Source records.
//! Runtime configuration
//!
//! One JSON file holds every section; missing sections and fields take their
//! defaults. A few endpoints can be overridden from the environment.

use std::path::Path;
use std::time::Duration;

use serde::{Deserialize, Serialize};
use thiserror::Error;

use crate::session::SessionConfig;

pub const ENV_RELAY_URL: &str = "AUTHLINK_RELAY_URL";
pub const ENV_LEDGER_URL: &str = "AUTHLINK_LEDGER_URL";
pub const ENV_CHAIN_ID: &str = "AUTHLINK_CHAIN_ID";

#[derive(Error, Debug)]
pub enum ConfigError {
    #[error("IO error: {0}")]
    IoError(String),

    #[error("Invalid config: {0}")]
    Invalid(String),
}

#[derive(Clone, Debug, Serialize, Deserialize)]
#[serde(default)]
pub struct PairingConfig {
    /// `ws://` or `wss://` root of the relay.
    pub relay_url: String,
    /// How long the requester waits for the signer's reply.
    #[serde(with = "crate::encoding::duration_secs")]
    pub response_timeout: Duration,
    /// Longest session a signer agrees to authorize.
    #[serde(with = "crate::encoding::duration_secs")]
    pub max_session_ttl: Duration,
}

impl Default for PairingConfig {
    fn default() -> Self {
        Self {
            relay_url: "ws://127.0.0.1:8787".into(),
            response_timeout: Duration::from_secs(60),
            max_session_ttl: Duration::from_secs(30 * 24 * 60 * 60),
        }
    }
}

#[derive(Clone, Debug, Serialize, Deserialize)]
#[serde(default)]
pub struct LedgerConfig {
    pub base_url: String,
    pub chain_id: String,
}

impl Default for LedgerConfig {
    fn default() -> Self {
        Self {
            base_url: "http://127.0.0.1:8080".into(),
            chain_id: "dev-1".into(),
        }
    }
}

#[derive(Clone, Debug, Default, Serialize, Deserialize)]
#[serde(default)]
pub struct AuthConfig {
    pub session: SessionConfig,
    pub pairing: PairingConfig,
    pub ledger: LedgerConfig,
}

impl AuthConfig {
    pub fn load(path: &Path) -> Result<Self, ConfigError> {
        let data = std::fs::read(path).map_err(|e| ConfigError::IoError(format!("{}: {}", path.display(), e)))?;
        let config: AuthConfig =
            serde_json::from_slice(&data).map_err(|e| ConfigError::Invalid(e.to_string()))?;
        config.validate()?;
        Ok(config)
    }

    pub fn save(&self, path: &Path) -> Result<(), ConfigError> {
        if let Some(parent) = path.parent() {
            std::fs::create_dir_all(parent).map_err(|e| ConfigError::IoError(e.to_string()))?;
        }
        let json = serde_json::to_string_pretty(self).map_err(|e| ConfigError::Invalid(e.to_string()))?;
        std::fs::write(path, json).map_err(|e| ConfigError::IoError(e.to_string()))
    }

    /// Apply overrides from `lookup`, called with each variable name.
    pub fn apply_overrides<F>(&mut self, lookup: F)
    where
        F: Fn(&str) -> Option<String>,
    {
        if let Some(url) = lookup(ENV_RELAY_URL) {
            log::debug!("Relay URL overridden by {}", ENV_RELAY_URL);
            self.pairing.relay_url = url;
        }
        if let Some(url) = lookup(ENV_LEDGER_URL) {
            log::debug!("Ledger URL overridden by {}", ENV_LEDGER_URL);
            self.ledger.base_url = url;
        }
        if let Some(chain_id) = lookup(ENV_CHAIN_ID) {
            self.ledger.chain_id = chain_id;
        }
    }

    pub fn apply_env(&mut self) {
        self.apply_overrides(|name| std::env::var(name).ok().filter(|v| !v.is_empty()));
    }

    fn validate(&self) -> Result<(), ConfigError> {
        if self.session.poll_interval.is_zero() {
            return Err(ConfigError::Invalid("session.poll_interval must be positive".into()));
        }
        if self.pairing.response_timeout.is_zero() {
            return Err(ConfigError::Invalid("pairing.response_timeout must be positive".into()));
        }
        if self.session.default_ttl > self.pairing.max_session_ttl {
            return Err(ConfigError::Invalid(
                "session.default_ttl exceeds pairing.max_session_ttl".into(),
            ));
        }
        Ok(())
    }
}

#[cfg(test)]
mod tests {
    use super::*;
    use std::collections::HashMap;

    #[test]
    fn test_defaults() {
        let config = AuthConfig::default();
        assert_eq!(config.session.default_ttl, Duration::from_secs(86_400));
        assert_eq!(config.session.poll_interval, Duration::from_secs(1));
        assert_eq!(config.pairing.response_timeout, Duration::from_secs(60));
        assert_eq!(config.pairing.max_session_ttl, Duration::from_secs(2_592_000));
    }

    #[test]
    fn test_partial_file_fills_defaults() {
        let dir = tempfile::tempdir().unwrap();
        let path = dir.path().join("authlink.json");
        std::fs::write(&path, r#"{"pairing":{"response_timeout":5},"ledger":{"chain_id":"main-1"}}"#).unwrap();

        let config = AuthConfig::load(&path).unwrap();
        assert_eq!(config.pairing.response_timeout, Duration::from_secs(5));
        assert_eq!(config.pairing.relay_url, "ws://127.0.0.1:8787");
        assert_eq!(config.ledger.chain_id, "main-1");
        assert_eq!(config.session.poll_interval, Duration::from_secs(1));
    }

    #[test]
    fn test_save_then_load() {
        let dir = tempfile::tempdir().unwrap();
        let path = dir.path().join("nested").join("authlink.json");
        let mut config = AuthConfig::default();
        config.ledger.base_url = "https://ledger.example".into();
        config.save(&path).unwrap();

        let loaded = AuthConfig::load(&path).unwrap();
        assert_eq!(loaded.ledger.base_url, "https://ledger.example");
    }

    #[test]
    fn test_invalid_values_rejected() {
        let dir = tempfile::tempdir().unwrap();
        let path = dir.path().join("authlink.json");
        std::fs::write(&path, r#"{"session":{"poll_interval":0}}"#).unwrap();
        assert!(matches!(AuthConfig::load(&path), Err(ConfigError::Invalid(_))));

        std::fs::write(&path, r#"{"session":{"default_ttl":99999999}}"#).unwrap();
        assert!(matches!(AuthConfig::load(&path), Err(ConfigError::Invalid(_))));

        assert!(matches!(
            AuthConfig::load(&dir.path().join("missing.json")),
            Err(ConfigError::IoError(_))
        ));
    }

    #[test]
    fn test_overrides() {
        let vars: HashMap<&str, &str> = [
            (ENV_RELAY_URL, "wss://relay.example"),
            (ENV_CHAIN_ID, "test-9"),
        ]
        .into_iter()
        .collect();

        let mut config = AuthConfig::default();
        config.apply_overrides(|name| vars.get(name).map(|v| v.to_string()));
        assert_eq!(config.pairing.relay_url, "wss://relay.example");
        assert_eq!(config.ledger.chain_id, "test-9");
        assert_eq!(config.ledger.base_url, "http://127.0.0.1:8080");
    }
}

Exercise directions.
Report every line from the material above that mentions the word "AuthConfig".

Response.
pub struct AuthConfig {
impl AuthConfig {
        let config: AuthConfig =
        let config = AuthConfig::default();
        let config = AuthConfig::load(&path).unwrap();
        let mut config = AuthConfig::default();
        let loaded = AuthConfig::load(&path).unwrap();
        assert!(matches!(AuthConfig::load(&path), Err(ConfigError::Invalid(_))));
        assert!(matches!(AuthConfig::load(&path), Err(ConfigError::Invalid(_))));
            AuthConfig::load(&dir.path().join("missing.json")),
        let mut config = AuthConfig::default();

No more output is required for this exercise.